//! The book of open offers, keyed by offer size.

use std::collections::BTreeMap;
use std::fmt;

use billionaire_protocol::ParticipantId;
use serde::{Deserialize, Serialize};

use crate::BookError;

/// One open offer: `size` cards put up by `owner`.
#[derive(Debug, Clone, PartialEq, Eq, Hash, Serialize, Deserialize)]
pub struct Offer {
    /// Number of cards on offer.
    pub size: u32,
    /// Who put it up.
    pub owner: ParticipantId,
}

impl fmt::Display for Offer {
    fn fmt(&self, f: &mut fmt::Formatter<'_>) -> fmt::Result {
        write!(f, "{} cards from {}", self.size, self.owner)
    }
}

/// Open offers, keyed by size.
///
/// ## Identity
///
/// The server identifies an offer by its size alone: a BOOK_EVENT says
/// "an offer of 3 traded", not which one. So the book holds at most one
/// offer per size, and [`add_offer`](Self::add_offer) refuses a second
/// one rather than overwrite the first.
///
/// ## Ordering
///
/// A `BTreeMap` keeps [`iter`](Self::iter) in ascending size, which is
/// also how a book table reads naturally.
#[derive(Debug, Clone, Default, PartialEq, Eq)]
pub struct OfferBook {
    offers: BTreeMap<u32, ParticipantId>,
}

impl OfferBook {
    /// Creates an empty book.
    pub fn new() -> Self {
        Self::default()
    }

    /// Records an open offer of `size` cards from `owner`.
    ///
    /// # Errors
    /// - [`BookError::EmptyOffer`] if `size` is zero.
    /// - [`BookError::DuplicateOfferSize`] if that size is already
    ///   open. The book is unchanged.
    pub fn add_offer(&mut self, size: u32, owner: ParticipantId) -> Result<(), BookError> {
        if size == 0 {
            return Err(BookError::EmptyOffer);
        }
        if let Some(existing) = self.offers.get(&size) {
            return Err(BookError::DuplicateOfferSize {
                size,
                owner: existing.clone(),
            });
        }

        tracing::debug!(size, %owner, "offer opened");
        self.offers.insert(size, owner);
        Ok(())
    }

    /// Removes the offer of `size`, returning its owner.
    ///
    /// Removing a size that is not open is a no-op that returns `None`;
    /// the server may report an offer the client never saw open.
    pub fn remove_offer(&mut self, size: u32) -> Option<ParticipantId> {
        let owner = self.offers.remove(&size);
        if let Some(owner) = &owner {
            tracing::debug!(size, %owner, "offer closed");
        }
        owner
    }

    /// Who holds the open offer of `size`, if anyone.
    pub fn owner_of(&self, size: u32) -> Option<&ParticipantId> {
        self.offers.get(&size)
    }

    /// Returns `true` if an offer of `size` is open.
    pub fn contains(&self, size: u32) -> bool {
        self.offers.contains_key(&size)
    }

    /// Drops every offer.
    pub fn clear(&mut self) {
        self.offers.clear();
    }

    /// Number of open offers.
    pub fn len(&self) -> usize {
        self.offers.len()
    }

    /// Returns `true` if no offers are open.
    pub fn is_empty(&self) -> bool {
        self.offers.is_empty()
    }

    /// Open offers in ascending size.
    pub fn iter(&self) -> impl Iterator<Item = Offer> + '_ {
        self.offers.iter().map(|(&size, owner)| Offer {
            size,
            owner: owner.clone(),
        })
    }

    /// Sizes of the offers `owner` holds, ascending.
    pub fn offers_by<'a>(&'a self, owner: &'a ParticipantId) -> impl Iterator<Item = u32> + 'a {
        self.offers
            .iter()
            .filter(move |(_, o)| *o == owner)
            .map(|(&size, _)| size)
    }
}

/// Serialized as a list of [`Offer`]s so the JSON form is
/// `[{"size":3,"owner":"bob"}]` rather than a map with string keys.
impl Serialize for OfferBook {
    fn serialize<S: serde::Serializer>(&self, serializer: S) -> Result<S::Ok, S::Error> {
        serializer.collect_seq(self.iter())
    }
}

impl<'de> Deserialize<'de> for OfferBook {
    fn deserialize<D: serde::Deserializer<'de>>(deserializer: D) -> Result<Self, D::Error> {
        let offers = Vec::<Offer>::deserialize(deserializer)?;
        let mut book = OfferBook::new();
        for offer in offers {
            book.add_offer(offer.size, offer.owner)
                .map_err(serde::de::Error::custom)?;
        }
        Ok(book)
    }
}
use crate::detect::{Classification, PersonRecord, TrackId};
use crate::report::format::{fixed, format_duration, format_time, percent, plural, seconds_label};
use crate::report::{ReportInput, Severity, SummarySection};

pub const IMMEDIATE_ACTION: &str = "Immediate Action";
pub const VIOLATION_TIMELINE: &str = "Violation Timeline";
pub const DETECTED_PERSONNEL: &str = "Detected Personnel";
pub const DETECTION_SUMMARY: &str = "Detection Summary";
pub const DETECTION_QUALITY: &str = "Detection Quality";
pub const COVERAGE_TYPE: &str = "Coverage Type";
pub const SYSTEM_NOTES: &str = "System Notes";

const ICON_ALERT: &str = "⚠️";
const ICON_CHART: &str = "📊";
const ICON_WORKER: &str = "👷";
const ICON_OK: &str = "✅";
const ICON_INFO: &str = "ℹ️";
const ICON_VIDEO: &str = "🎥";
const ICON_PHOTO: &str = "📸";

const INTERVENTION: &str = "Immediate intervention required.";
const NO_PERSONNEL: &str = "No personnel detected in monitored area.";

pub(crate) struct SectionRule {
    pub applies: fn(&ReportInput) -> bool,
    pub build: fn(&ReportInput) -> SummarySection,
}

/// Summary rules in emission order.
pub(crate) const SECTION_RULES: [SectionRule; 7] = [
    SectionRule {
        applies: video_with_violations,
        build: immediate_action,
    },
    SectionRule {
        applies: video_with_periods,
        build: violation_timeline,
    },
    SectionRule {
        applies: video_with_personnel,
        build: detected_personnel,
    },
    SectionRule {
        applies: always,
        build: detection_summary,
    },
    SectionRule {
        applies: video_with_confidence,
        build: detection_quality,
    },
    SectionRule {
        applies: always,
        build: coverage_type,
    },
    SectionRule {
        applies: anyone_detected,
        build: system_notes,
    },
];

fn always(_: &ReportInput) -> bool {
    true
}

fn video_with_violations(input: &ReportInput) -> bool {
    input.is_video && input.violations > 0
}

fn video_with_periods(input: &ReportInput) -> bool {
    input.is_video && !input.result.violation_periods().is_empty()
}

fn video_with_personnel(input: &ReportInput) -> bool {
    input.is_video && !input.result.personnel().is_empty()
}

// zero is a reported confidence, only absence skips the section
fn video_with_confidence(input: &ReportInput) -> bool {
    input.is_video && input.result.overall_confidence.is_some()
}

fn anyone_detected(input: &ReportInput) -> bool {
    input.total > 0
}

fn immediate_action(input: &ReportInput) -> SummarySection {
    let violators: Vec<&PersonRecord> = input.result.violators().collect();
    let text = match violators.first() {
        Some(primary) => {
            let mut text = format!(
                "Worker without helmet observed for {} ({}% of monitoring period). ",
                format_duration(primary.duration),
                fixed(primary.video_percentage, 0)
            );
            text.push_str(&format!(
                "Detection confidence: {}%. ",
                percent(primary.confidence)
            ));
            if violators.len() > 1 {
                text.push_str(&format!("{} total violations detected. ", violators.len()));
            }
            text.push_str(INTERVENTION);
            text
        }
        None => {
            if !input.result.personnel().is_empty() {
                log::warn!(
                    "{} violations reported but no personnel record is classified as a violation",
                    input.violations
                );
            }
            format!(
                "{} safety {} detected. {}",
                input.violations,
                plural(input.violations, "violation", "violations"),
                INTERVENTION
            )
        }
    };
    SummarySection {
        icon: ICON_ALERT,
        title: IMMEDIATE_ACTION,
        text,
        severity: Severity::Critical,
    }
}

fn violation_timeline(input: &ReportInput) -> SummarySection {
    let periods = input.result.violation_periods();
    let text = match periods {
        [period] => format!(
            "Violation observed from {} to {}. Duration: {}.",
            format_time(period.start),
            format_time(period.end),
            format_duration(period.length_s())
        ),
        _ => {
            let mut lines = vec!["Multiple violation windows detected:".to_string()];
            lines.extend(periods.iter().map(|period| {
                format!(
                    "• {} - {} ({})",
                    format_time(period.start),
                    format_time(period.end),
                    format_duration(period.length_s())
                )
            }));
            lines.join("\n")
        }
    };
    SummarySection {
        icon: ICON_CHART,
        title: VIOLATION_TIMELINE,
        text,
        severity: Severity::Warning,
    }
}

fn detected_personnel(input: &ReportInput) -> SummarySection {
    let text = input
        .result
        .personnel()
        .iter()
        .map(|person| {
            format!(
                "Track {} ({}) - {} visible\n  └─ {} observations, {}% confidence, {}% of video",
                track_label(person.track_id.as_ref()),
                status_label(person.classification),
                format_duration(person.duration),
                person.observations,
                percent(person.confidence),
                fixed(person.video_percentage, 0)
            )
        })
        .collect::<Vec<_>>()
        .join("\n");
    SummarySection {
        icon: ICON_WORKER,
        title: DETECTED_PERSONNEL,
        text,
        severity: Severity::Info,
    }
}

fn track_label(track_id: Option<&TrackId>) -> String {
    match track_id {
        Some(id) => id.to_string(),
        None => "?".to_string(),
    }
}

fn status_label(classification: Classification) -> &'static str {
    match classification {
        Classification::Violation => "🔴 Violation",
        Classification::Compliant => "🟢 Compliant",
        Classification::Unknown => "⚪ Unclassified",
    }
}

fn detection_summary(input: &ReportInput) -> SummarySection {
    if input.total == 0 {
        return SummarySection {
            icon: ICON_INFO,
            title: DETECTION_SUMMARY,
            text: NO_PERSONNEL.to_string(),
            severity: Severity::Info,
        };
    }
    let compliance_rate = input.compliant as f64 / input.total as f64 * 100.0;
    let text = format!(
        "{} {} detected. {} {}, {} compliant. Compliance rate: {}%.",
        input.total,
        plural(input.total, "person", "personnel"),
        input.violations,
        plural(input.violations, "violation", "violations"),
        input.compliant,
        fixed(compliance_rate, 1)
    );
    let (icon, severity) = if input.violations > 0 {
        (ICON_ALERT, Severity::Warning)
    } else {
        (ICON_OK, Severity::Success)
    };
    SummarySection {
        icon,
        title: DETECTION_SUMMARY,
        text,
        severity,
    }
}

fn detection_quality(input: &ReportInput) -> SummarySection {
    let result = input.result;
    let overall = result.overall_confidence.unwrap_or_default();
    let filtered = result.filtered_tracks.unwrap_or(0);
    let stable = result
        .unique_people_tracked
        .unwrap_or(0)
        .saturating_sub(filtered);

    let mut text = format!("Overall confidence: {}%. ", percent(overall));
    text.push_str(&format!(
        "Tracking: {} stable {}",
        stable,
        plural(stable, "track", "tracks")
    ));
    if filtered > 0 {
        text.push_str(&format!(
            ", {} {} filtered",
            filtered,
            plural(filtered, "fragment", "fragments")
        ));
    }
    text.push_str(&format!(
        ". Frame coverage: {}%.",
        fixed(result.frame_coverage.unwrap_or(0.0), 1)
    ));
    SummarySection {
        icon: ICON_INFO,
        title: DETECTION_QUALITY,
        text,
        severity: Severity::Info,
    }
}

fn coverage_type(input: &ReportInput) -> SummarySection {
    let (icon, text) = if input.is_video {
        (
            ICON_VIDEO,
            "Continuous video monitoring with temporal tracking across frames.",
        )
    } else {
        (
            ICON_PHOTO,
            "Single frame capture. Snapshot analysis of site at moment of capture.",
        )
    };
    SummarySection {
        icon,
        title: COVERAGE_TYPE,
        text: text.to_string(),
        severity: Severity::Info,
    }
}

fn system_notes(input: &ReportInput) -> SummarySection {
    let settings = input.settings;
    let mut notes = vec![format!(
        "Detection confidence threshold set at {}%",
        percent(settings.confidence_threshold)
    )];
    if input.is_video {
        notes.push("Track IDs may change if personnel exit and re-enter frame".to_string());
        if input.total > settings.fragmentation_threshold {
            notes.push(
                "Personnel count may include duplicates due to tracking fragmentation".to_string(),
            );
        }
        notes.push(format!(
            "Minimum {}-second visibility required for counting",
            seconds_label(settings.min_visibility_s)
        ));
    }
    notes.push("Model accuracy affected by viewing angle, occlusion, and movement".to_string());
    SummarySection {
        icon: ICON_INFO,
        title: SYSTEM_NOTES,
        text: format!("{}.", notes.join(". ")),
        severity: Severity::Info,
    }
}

════════════════

From the first line of the data through the line with "pub fn add_offer(&mut", quote each line exactly and add nothing else.

EXERCISE RESULT:
//! The book of open offers, keyed by offer size.

use std::collections::BTreeMap;
use std::fmt;

use billionaire_protocol::ParticipantId;
use serde::{Deserialize, Serialize};

use crate::BookError;

/// One open offer: `size` cards put up by `owner`.
#[derive(Debug, Clone, PartialEq, Eq, Hash, Serialize, Deserialize)]
pub struct Offer {
    /// Number of cards on offer.
    pub size: u32,
    /// Who put it up.
    pub owner: ParticipantId,
}

impl fmt::Display for Offer {
    fn fmt(&self, f: &mut fmt::Formatter<'_>) -> fmt::Result {
        write!(f, "{} cards from {}", self.size, self.owner)
    }
}

/// Open offers, keyed by size.
///
/// ## Identity
///
/// The server identifies an offer by its size alone: a BOOK_EVENT says
/// "an offer of 3 traded", not which one. So the book holds at most one
/// offer per size, and [`add_offer`](Self::add_offer) refuses a second
/// one rather than overwrite the first.
///
/// ## Ordering
///
/// A `BTreeMap` keeps [`iter`](Self::iter) in ascending size, which is
/// also how a book table reads naturally.
#[derive(Debug, Clone, Default, PartialEq, Eq)]
pub struct OfferBook {
    offers: BTreeMap<u32, ParticipantId>,
}

impl OfferBook {
    /// Creates an empty book.
    pub fn new() -> Self {
        Self::default()
    }

    /// Records an open offer of `size` cards from `owner`.
    ///
    /// # Errors
    /// - [`BookError::EmptyOffer`] if `size` is zero.
    /// - [`BookError::DuplicateOfferSize`] if that size is already
    ///   open. The book is unchanged.
    pub fn add_offer(&mut self, size: u32, owner: ParticipantId) -> Result<(), BookError> {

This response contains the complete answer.